Exercise aim:
Which lines run from the one containing "let int_l = (*l" to the last line of the entries? Return them exactly, with nothing more.

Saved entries
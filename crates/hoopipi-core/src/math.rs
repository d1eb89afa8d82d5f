//! Mathematical utility functions for DSP.
//!
//! Provides common DSP math operations optimized for real-time audio processing.
//! All functions are designed to be allocation-free and suitable for `no_std`.
//!
//! # Level Conversions
//!
//! - [`db_to_linear`] / [`linear_to_db`] - Convert between dB and linear gain
//!
//! # Waveshaping / Clipping
//!
//! Different clipping functions produce different harmonic characteristics:
//!
//! | Function | Character | Harmonics | Use Case |
//! |----------|-----------|-----------|----------|
//! | [`soft_clip`] | Smooth, warm | Odd | Tube amp simulation |
//! | [`hard_clip`] | Harsh, buzzy | Odd (many) | Transistor fuzz |
//! | [`foldback`] | Complex, synthy | Even + Odd | Synth distortion |
//! | [`asymmetric_clip`] | Warm, tube-like | Even + Odd | Vintage amps |
//!
//! # ADAA Antiderivatives
//!
//! First antiderivatives for use with [`Adaa1`](crate::adaa::Adaa1):
//!
//! | Waveshaper | Antiderivative | Notes |
//! |------------|----------------|-------|
//! | [`soft_clip`] (tanh) | [`soft_clip_ad`] | Numerically stable `ln(2·cosh)` |
//! | [`hard_clip`] | [`hard_clip_ad`] | Piecewise quadratic/linear |
//! | tape positive | [`tape_sat_pos_ad`] | Exponential saturation |
//! | tape negative | [`tape_sat_neg_ad`] | Asymmetric exponential |
//! | tape combined | [`tape_sat_ad`] | Piecewise with continuity correction |
//! | [`asymmetric_clip`] | [`asymmetric_clip_ad`] | Piecewise `soft_clip_ad` |
//!
//! # Utilities
//!
//! - [`lerp`] - Linear interpolation
//! - [`clamp`] - Value limiting
//! - [`hz_to_omega`] - Frequency to angular frequency
//! - [`ms_to_samples`] / [`samples_to_ms`] - Time conversions

use libm::{expf, logf, tanhf};

/// Convert decibels to linear gain.
///
/// # Arguments
/// * `db` - Value in decibels
///
/// # Returns
/// Linear gain value (e.g., 0 dB → 1.0, -6 dB → 0.5, +6 dB → 2.0)
///
/// # Example
/// ```rust
/// use hoopipi_core::db_to_linear;
///
/// assert!((db_to_linear(0.0) - 1.0).abs() < 0.001);
/// assert!((db_to_linear(-6.02) - 0.5).abs() < 0.01);
/// ```
#[inline]
pub fn db_to_linear(db: f32) -> f32 {
    // 10^(dB/20) = e^(dB * ln(10)/20)
    const FACTOR: f32 = core::f32::consts::LN_10 / 20.0;
    expf(db * FACTOR)
}

/// Convert linear gain to decibels.
///
/// # Arguments
/// * `linear` - Linear gain value (must be > 0)
///
/// # Returns
/// Value in decibels
///
/// # Example
/// ```rust
/// use hoopipi_core::linear_to_db;
///
/// assert!((linear_to_db(1.0) - 0.0).abs() < 0.001);
/// assert!((linear_to_db(0.5) - (-6.02)).abs() < 0.01);
/// ```
#[inline]
pub fn linear_to_db(linear: f32) -> f32 {
    // 20 * log10(linear) = 20 * ln(linear) / ln(10)
    const FACTOR: f32 = 20.0 / core::f32::consts::LN_10;
    logf(linear.max(1e-10)) * FACTOR
}

/// Fast hyperbolic tangent approximation.
///
/// Uses the actual tanh function from libm for accuracy.
/// This is suitable for soft clipping and saturation effects.
///
/// # Arguments
/// * `x` - Input value
///
/// # Returns
/// tanh(x), in range (-1, 1)
#[inline]
pub fn fast_tanh(x: f32) -> f32 {
    tanhf(x)
}

/// Soft clip using hyperbolic tangent.
///
/// Smooth saturation that approaches ±1 asymptotically.
/// Produces primarily odd harmonics, similar to tube amplifiers.
///
/// # Arguments
/// * `x` - Input sample (any range)
///
/// # Returns
/// Soft-clipped output in range (-1, 1)
#[inline]
pub fn soft_clip(x: f32) -> f32 {
    tanhf(x)
}

/// Hard clip to ±threshold range.
///
/// Abrupt limiting that creates flat tops on waveforms.
/// Produces harsh odd harmonics.
///
/// # Arguments
/// * `x` - Input sample
/// * `threshold` - Clipping threshold (default 1.0)
///
/// # Returns
/// Hard-clipped output in range [-threshold, threshold]
#[inline]
pub fn hard_clip(x: f32, threshold: f32) -> f32 {
    x.clamp(-threshold, threshold)
}

/// Foldback distortion (closed-form triangle-wave reflection).
///
/// When |x| exceeds threshold, the signal "folds" back instead of clipping.
/// Creates rich harmonic content, popular in synthesizers.
///
/// Uses a closed-form computation based on modular arithmetic to map any
/// input magnitude into `[-threshold, threshold]` in constant time,
/// replacing the previous iterative approach.
///
/// The folding pattern is equivalent to a triangle wave with period `2·threshold`:
/// normalize into half-periods, take the fractional part, then flip the sign
/// on odd half-periods.
///
/// # Arguments
/// * `input` - Input sample
/// * `threshold` - Folding threshold (must be > 0; returns 0.0 if ≤ 0)
///
/// # Returns
/// Foldback-distorted output in `[-threshold, threshold]`
#[inline]
pub fn foldback(input: f32, threshold: f32) -> f32 {
    use libm::floorf;

    if threshold <= 0.0 {
        return 0.0;
    }
    if input.abs() <= threshold {
        return input;
    }
    let t2 = 2.0 * threshold;
    let normalized = (input + threshold) / t2;
    let folded = (normalized - floorf(normalized)) * t2 - threshold;
    // Flip sign on odd half-periods to produce triangle-wave reflection.
    let period = floorf(normalized) as i32;
    if period % 2 == 0 { folded } else { -folded }
}

/// Asymmetric soft clipping.
///
/// Positive and negative halves clip differently, producing
/// both even and odd harmonics (warmer, tube-like character).
///
/// # Arguments
/// * `x` - Input sample
///
/// # Returns
/// Asymmetrically clipped output
#[inline]
pub fn asymmetric_clip(x: f32) -> f32 {
    if x >= 0.0 {
        // Positive: gentler clipping
        tanhf(x)
    } else {
        // Negative: harder clipping (reaches limit faster)
        tanhf(x * 1.5) / 1.5 * 1.2
    }
}

// ---------------------------------------------------------------------------
// Antiderivative companion functions for ADAA
// ---------------------------------------------------------------------------
//
// Each `_ad` function is the first antiderivative of the corresponding
// waveshaper above.  ADAA processors use F(x₁) − F(x₀) to approximate the
// continuous-time convolution, so constant offsets are irrelevant.
//
// Reference: Parker et al., "Reducing the Aliasing of Nonlinear Waveshaping
// Using Continuous-Time Convolution", DAFx-2016.

/// First antiderivative of [`soft_clip`] (`tanh`).
///
/// Computes `ln(2·cosh(x))` using the numerically stable identity:
///
/// ```text
/// ln(2·cosh(x)) = |x| + ln(1 + exp(−2|x|))
/// ```
///
/// The direct formula `ln(cosh(x))` overflows for `|x| > ~89` because
/// `cosh(x)` exceeds `f32::MAX`. This identity keeps the `exp` argument
/// always ≤ 0, preventing overflow entirely.
///
/// Differs from the true `ln(cosh(x))` by a constant `ln(2)`, which
/// cancels in ADAA's difference computation `F(x₁) − F(x₀)`.
///
/// # Reference
///
/// Parker et al., DAFx-2016, Section 4.1.
#[inline]
pub fn soft_clip_ad(x: f32) -> f32 {
    let abs_x = x.abs();
    abs_x + logf(1.0 + expf(-2.0 * abs_x))
}

/// First antiderivative of [`hard_clip`].
///
/// Piecewise quadratic/linear antiderivative of the hard clipper:
///
/// ```text
/// F(x) = x²/2           for |x| ≤ threshold
/// F(x) = t·|x| − t²/2   for |x| > threshold
/// ```
///
/// For use with [`Adaa1`](crate::adaa::Adaa1), capture the threshold
/// in a closure: `|x| hard_clip_ad(x, threshold)`.
///
/// # Reference
///
/// Parker et al., DAFx-2016, Section 4.2.
#[inline]
pub fn hard_clip_ad(x: f32, threshold: f32) -> f32 {
    let abs_x = x.abs();
    if abs_x <= threshold {
        x * x * 0.5
    } else {
        threshold * abs_x - threshold * threshold * 0.5
    }
}

/// First antiderivative of the positive tape-saturation branch `1 − exp(−2x)`.
///
/// ```text
/// ∫(1 − exp(−2x)) dx = x + exp(−2x) / 2
/// ```
///
/// This is the positive-input branch of the asymmetric tape saturation
/// transfer function used by `TapeSaturation`.
///
/// # Reference
///
/// Parker et al., DAFx-2016 (applied to exponential saturation curves).
#[inline]
pub fn tape_sat_pos_ad(x: f32) -> f32 {
    x + expf(-2.0 * x) * 0.5
}

/// First antiderivative of the negative tape-saturation branch `−1 + exp(1.8x)`.
///
/// ```text
/// ∫(−1 + exp(1.8x)) dx = −x + exp(1.8x) / 1.8
/// ```
///
/// This is the negative-input branch of the asymmetric tape saturation
/// transfer function used by `TapeSaturation`.
///
/// # Reference
///
/// Parker et al., DAFx-2016 (applied to exponential saturation curves).
#[inline]
pub fn tape_sat_neg_ad(x: f32) -> f32 {
    -x + expf(1.8 * x) / 1.8
}

/// First antiderivative of the combined tape-saturation waveshaper.
///
/// Piecewise continuous antiderivative of the asymmetric tape transfer
/// function:
///
/// ```text
/// f(x) = 1 − exp(−2x)    for x ≥ 0
/// f(x) = −1 + exp(1.8x)   for x < 0
/// ```
///
/// A continuity correction of `1/2 − 1/1.8` is applied to the negative
/// branch so that `F(0⁻) = F(0⁺)`.
#[inline]
pub fn tape_sat_ad(x: f32) -> f32 {
    if x >= 0.0 {
        tape_sat_pos_ad(x)
    } else {
        // Continuity: pos at 0 = 0 + 0.5 = 0.5
        //             neg at 0 = 0 + 1/1.8 = 0.5556
        //             correction = 0.5 - 1/1.8 = -1/18
        tape_sat_neg_ad(x) + (0.5 - 1.0 / 1.8)
    }
}

/// First antiderivative of [`asymmetric_clip`].
///
/// Piecewise antiderivative matching the asymmetric clipping function:
///
/// ```text
/// F(x) = ln(2·cosh(x))                        for x ≥ 0
/// F(x) = (8/15)·ln(2·cosh(1.5x)) + (7/15)·ln2 for x < 0
/// ```
///
/// The negative branch uses `(8/15)` because `asymmetric_clip` applies
/// `tanh(1.5x) · 1.2 / 1.5 = 0.8 · tanh(1.5x)`, and the chain rule
/// gives `0.8 / 1.5 = 8/15` as the antiderivative coefficient.
/// The `(7/15)·ln2` term ensures continuity at `x = 0`.
#[inline]
pub fn asymmetric_clip_ad(x: f32) -> f32 {
    if x >= 0.0 {
        soft_clip_ad(x)
    } else {
        (8.0 / 15.0) * soft_clip_ad(1.5 * x) + core::f32::consts::LN_2 * 7.0 / 15.0
    }
}

/// Soft safety limiter with transparent knee.
///
/// Signals below 90% of `ceiling` pass through unchanged (transparent).
/// Above the knee, tanh compression smoothly limits toward `ceiling`.
/// Output is bounded: `|output| <= ceiling`.
///
/// Designed as a safety backstop before output level stages. Ensures effects
/// produce bounded output even with extreme parameter combinations, without
/// coloring signals at normal operating levels.
///
/// # Arguments
/// * `x` - Input signal
/// * `ceiling` - Maximum output magnitude (e.g., 1.0 for 0 dBFS)
///
/// # Returns
/// Limited signal with `|output| <= ceiling`
///
/// # Reference
/// Knee-based soft limiter using hyperbolic tangent compression.
/// See Giannoulis et al., "Digital Dynamic Range Compressor Design" (2012)
/// for the general knee-based limiting framework.
#[inline]
pub fn soft_limit(x: f32, ceiling: f32) -> f32 {
    let threshold = ceiling * 0.9;
    if x.abs() <= threshold {
        x
    } else {
        let headroom = ceiling - threshold;
        let excess = x.abs() - threshold;
        x.signum() * (threshold + headroom * tanhf(excess / headroom))
    }
}

/// Stereo version of [`soft_limit`].
#[inline]
pub fn soft_limit_stereo(left: f32, right: f32, ceiling: f32) -> (f32, f32) {
    (soft_limit(left, ceiling), soft_limit(right, ceiling))
}

/// Linear interpolation between two values.
///
/// # Arguments
/// * `a` - Start value (at t=0)
/// * `b` - End value (at t=1)
/// * `t` - Interpolation factor (0.0 to 1.0)
///
/// # Returns
/// Interpolated value
#[inline]
pub fn lerp(a: f32, b: f32, t: f32) -> f32 {
    a + (b - a) * t
}

/// Clamp a value to a range.
///
/// # Arguments
/// * `x` - Input value
/// * `min` - Minimum value
/// * `max` - Maximum value
///
/// # Returns
/// Clamped value
#[inline]
pub fn clamp(x: f32, min: f32, max: f32) -> f32 {
    x.clamp(min, max)
}

/// Convert frequency in Hz to angular frequency (radians/sample).
///
/// # Arguments
/// * `freq_hz` - Frequency in Hz
/// * `sample_rate` - Sample rate in Hz
///
/// # Returns
/// Angular frequency in radians per sample
#[inline]
pub fn hz_to_omega(freq_hz: f32, sample_rate: f32) -> f32 {
    core::f32::consts::TAU * freq_hz / sample_rate
}

/// Convert milliseconds to samples.
///
/// # Arguments
/// * `ms` - Time in milliseconds
/// * `sample_rate` - Sample rate in Hz
///
/// # Returns
/// Time in samples
#[inline]
pub fn ms_to_samples(ms: f32, sample_rate: f32) -> f32 {
    ms * sample_rate / 1000.0
}

/// Convert samples to milliseconds.
///
/// # Arguments
/// * `samples` - Time in samples
/// * `sample_rate` - Sample rate in Hz
///
/// # Returns
/// Time in milliseconds
#[inline]
pub fn samples_to_ms(samples: f32, sample_rate: f32) -> f32 {
    samples * 1000.0 / sample_rate
}

/// Flush subnormal (denormalized) floats to zero.
///
/// Subnormal floats (~1e-38 to 1e-45) cause severe CPU performance
/// degradation on most architectures (up to 100x slowdown). This function
/// replaces values below 1e-20 with zero, providing margin before the
/// IEEE 754 subnormal range begins.
///
/// Use this in feedback loops (comb filters, delay lines, allpass chains)
/// where signal can decay indefinitely toward zero.
///
/// Reference: IEEE 754-2008, Section 3.4 (Subnormal numbers)
#[allow(clippy::inline_always)]
#[inline(always)]
pub fn flush_denormal(x: f32) -> f32 {
    if x.abs() < 1e-20 { 0.0 } else { x }
}

/// Crossfade between dry and wet signals.
///
/// Equivalent to `dry * (1 - mix) + wet * mix` but uses one fewer multiply:
/// `dry + (wet - dry) * mix`.
///
/// # Arguments
///
/// * `dry` - Unprocessed signal
/// * `wet` - Processed signal
/// * `mix` - Blend factor in \[0.0, 1.0\]: 0.0 = all dry, 1.0 = all wet
#[inline]
pub fn wet_dry_mix(dry: f32, wet: f32, mix: f32) -> f32 {
    dry + (wet - dry) * mix
}

/// Stereo crossfade between dry and wet signals.
///
/// Applies [`wet_dry_mix`] independently to left and right channels.
#[inline]
pub fn wet_dry_mix_stereo(dry_l: f32, dry_r: f32, wet_l: f32, wet_r: f32, mix: f32) -> (f32, f32) {
    (
        wet_dry_mix(dry_l, wet_l, mix),
        wet_dry_mix(dry_r, wet_r, mix),
    )
}

/// Sum stereo to mono (equal-power average).
#[inline]
pub fn mono_sum(left: f32, right: f32) -> f32 {
    (left + right) * 0.5
}
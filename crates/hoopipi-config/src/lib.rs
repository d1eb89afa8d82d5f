//! Configuration persistence for the HoopiPi real-time engine (§6, §11).
//!
//! `runtime.json` is a single JSON object under [`paths::user_config_dir`]
//! holding every control-plane option the engine and control façade
//! recognise, plus whatever unrecognised keys a newer build wrote (§6:
//! "Unknown keys are preserved on write"). This crate is split three ways:
//!
//! - [`runtime`] is the pure serde model: [`runtime::RuntimeConfig`], its
//!   documented defaults, and `load`/`save`.
//! - [`bridge`] applies a loaded config onto a running [`hoopipi_engine::Engine`]
//!   and takes a snapshot back out of one.
//! - [`writer`] debounces snapshots onto a background thread so a control
//!   request never blocks on disk I/O.

pub mod bridge;
pub mod error;
pub mod paths;
pub mod runtime;
pub mod writer;

pub use bridge::{apply_to_engine, snapshot_from_engine};
pub use error::ConfigError;
pub use runtime::RuntimeConfig;
pub use writer::ConfigWriter;
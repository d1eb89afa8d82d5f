//! WAV file reading and writing.

use crate::Result;
use hound::{SampleFormat, WavReader, WavWriter};
use std::path::Path;

/// WAV audio encoding format.
#[derive(Debug, Clone, Copy, PartialEq, Eq)]
pub enum WavFormat {
    /// Linear PCM (integer samples).
    Pcm,
    /// IEEE 754 floating-point samples.
    IeeeFloat,
}

/// WAV file metadata extracted without loading sample data.
#[derive(Debug, Clone)]
pub struct WavInfo {
    /// Number of audio channels (1 = mono, 2 = stereo).
    pub channels: u16,
    /// Sample rate in Hz.
    pub sample_rate: u32,
    /// Bit depth per sample.
    pub bits_per_sample: u16,
    /// Total number of sample frames (samples per channel).
    pub num_frames: u64,
    /// Duration in seconds.
    pub duration_secs: f64,
    /// Audio encoding format.
    pub format: WavFormat,
}

/// Read WAV metadata without loading sample data.
///
/// Opens the file, reads the header, and returns a [`WavInfo`] struct
/// with format details and duration. This is much faster than [`read_wav`]
/// for files where you only need metadata.
pub fn read_wav_info<P: AsRef<Path>>(path: P) -> Result<WavInfo> {
    let reader = WavReader::open(path)?;
    let spec = reader.spec();
    let total_samples = reader.len() as u64; // total across all channels
    let num_frames = total_samples / spec.channels as u64;
    let duration_secs = num_frames as f64 / spec.sample_rate as f64;

    let format = match spec.sample_format {
        SampleFormat::Float => WavFormat::IeeeFloat,
        SampleFormat::Int => WavFormat::Pcm,
    };

    Ok(WavInfo {
        channels: spec.channels,
        sample_rate: spec.sample_rate,
        bits_per_sample: spec.bits_per_sample,
        num_frames,
        duration_secs,
        format,
    })
}

/// WAV file specification.
#[derive(Debug, Clone, Copy)]
pub struct WavSpec {
    /// Number of audio channels (1 = mono, 2 = stereo).
    pub channels: u16,
    /// Sample rate in Hz (e.g., 44100, 48000).
    pub sample_rate: u32,
    /// Bit depth per sample (e.g., 16, 24, 32).
    pub bits_per_sample: u16,
}

impl Default for WavSpec {
    fn default() -> Self {
        Self {
            channels: 1,
            sample_rate: 48000,
            bits_per_sample: 32,
        }
    }
}

impl From<hound::WavSpec> for WavSpec {
    fn from(spec: hound::WavSpec) -> Self {
        Self {
            channels: spec.channels,
            sample_rate: spec.sample_rate,
            bits_per_sample: spec.bits_per_sample,
        }
    }
}

impl From<WavSpec> for hound::WavSpec {
    fn from(spec: WavSpec) -> Self {
        hound::WavSpec {
            channels: spec.channels,
            sample_rate: spec.sample_rate,
            bits_per_sample: spec.bits_per_sample,
            sample_format: if spec.bits_per_sample == 32 {
                SampleFormat::Float
            } else {
                SampleFormat::Int
            },
        }
    }
}

/// Read a WAV file and return samples as f32 along with the spec.
///
/// Multi-channel files are mixed down to mono by averaging channels.
///
/// # Example
/// ```ignore
/// let (samples, spec) = read_wav("input.wav")?;
/// println!("Loaded {} samples at {} Hz", samples.len(), spec.sample_rate);
/// ```
pub fn read_wav<P: AsRef<Path>>(path: P) -> Result<(Vec<f32>, WavSpec)> {
    let reader = WavReader::open(path)?;
    let spec = WavSpec::from(reader.spec());
    let channels = spec.channels as usize;

    let samples: Vec<f32> = match reader.spec().sample_format {
        SampleFormat::Float => reader
            .into_samples::<f32>()
            .collect::<std::result::Result<Vec<_>, _>>()?,
        SampleFormat::Int => {
            let bits = spec.bits_per_sample;
            let max_val = (1i32 << (bits - 1)) as f32;
            reader
                .into_samples::<i32>()
                .map(|s| s.map(|v| v as f32 / max_val))
                .collect::<std::result::Result<Vec<_>, _>>()?
        }
    };

    // Mix down to mono if multi-channel
    let mono_samples = if channels > 1 {
        samples
            .chunks(channels)
            .map(|chunk| chunk.iter().sum::<f32>() / channels as f32)
            .collect()
    } else {
        samples
    };

    Ok((mono_samples, spec))
}

/// Write samples to a WAV file.
///
/// # Example
/// ```ignore
/// let samples = vec![0.0f32; 48000]; // 1 second of silence
/// let spec = WavSpec { sample_rate: 48000, ..Default::default() };
/// write_wav("output.wav", &samples, spec)?;
/// ```
pub fn write_wav<P: AsRef<Path>>(path: P, samples: &[f32], spec: WavSpec) -> Result<()> {
    let hound_spec = hound::WavSpec::from(spec);
    let mut writer = WavWriter::create(path, hound_spec)?;

    if spec.bits_per_sample == 32 {
        for &sample in samples {
            writer.write_sample(sample)?;
        }
    } else {
        let max_val = (1i32 << (spec.bits_per_sample - 1)) as f32;
        for &sample in samples {
            let int_sample = (sample * max_val).clamp(-max_val, max_val - 1.0) as i32;
            writer.write_sample(int_sample)?;
        }
    }

    writer.finalize()?;
    Ok(())
}

/// A pair of stereo audio buffers (left and right channels).
///
/// The standard interchange type for stereo audio data read from or
/// written to a WAV file. Each channel is a `Vec<f32>` of equal length.
#[derive(Debug, Clone)]
pub struct StereoSamples {
    /// Left channel samples.
    pub left: Vec<f32>,
    /// Right channel samples.
    pub right: Vec<f32>,
}

impl StereoSamples {
    /// Create new stereo samples from left and right channels.
    pub fn new(left: Vec<f32>, right: Vec<f32>) -> Self {
        debug_assert_eq!(left.len(), right.len(), "channels must have same length");
        Self { left, right }
    }

    /// Create stereo samples from mono by duplicating to both channels.
    pub fn from_mono(mono: Vec<f32>) -> Self {
        Self {
            left: mono.clone(),
            right: mono,
        }
    }

    /// Get the number of samples per channel.
    pub fn len(&self) -> usize {
        self.left.len()
    }

    /// Check if the buffers are empty.
    pub fn is_empty(&self) -> bool {
        self.left.is_empty()
    }

    /// Mix down to mono by averaging channels.
    pub fn to_mono(&self) -> Vec<f32> {
        self.left
            .iter()
            .zip(self.right.iter())
            .map(|(l, r)| (l + r) * 0.5)
            .collect()
    }

    /// Convert to interleaved format (L, R, L, R, ...).
    pub fn to_interleaved(&self) -> Vec<f32> {
        let mut interleaved = Vec::with_capacity(self.left.len() * 2);
        for (l, r) in self.left.iter().zip(self.right.iter()) {
            interleaved.push(*l);
            interleaved.push(*r);
        }
        interleaved
    }

    /// Create from interleaved format (L, R, L, R, ...).
    pub fn from_interleaved(interleaved: &[f32]) -> Self {
        let len = interleaved.len() / 2;
        let mut left = Vec::with_capacity(len);
        let mut right = Vec::with_capacity(len);

        for chunk in interleaved.chunks(2) {
            if chunk.len() == 2 {
                left.push(chunk[0]);
                right.push(chunk[1]);
            }
        }

        Self { left, right }
    }
}

/// Read a WAV file and return stereo samples along with the spec.
///
/// Mono files are expanded to stereo by duplicating to both channels.
/// Files with more than 2 channels use only the first two channels.
///
/// # Example
/// ```ignore
/// let (samples, spec) = read_wav_stereo("input.wav")?;
/// println!("Loaded {} samples at {} Hz", samples.len(), spec.sample_rate);
/// ```
pub fn read_wav_stereo<P: AsRef<Path>>(path: P) -> Result<(StereoSamples, WavSpec)> {
    let reader = WavReader::open(path)?;
    let spec = WavSpec::from(reader.spec());
    let channels = spec.channels as usize;

    let all_samples: Vec<f32> = match reader.spec().sample_format {
        SampleFormat::Float => reader
            .into_samples::<f32>()
            .collect::<std::result::Result<Vec<_>, _>>()?,
        SampleFormat::Int => {
            let bits = spec.bits_per_sample;
            let max_val = (1i32 << (bits - 1)) as f32;
            reader
                .into_samples::<i32>()
                .map(|s| s.map(|v| v as f32 / max_val))
                .collect::<std::result::Result<Vec<_>, _>>()?
        }
    };

    let stereo = match channels {
        1 => {
            // Mono -> duplicate to both channels
            StereoSamples::from_mono(all_samples)
        }
        2 => {
            // Already stereo -> deinterleave
            StereoSamples::from_interleaved(&all_samples)
        }
        _ => {
            // Multi-channel -> take first two channels
            let samples_per_channel = all_samples.len() / channels;
            let mut left = Vec::with_capacity(samples_per_channel);
            let mut right = Vec::with_capacity(samples_per_channel);

            for chunk in all_samples.chunks(channels) {
                left.push(chunk[0]);
                right.push(chunk.get(1).copied().unwrap_or(chunk[0]));
            }

            StereoSamples::new(left, right)
        }
    };

    Ok((stereo, spec))
}

/// Write stereo samples to a WAV file.
///
/// # Example
/// ```ignore
/// let samples = StereoSamples::new(vec![0.0; 48000], vec![0.0; 48000]);
/// let spec = WavSpec { sample_rate: 48000, channels: 2, ..Default::default() };
/// write_wav_stereo("output.wav", &samples, spec)?;
/// ```
pub fn write_wav_stereo<P: AsRef<Path>>(
    path: P,
    samples: &StereoSamples,
    spec: WavSpec,
) -> Result<()> {
    let mut stereo_spec = spec;
    stereo_spec.channels = 2;

    let hound_spec = hound::WavSpec::from(stereo_spec);
    let mut writer = WavWriter::create(path, hound_spec)?;

    if spec.bits_per_sample == 32 {
        for (l, r) in samples.left.iter().zip(samples.right.iter()) {
            writer.write_sample(*l)?;
            writer.write_sample(*r)?;
        }
    } else {
        let max_val = (1i32 << (spec.bits_per_sample - 1)) as f32;
        for (l, r) in samples.left.iter().zip(samples.right.iter()) {
            let int_l = (*l * max_val).clamp(-max_val, max_val - 1.0) as i32;
            let int_r = (*r * max_val).clamp(-max_val, max_val - 1.0) as i32;
            writer.write_sample(int_l)?;
            writer.write_sample(int_r)?;
        }
    }

    writer.finalize()?;
    Ok(())
}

Result for this task:
            let int_l = (*l * max_val).clamp(-max_val, max_val - 1.0) as i32;
            let int_r = (*r * max_val).clamp(-max_val, max_val - 1.0) as i32;
            writer.write_sample(int_l)?;
            writer.write_sample(int_r)?;
        }
    }

    writer.finalize()?;
    Ok(())
}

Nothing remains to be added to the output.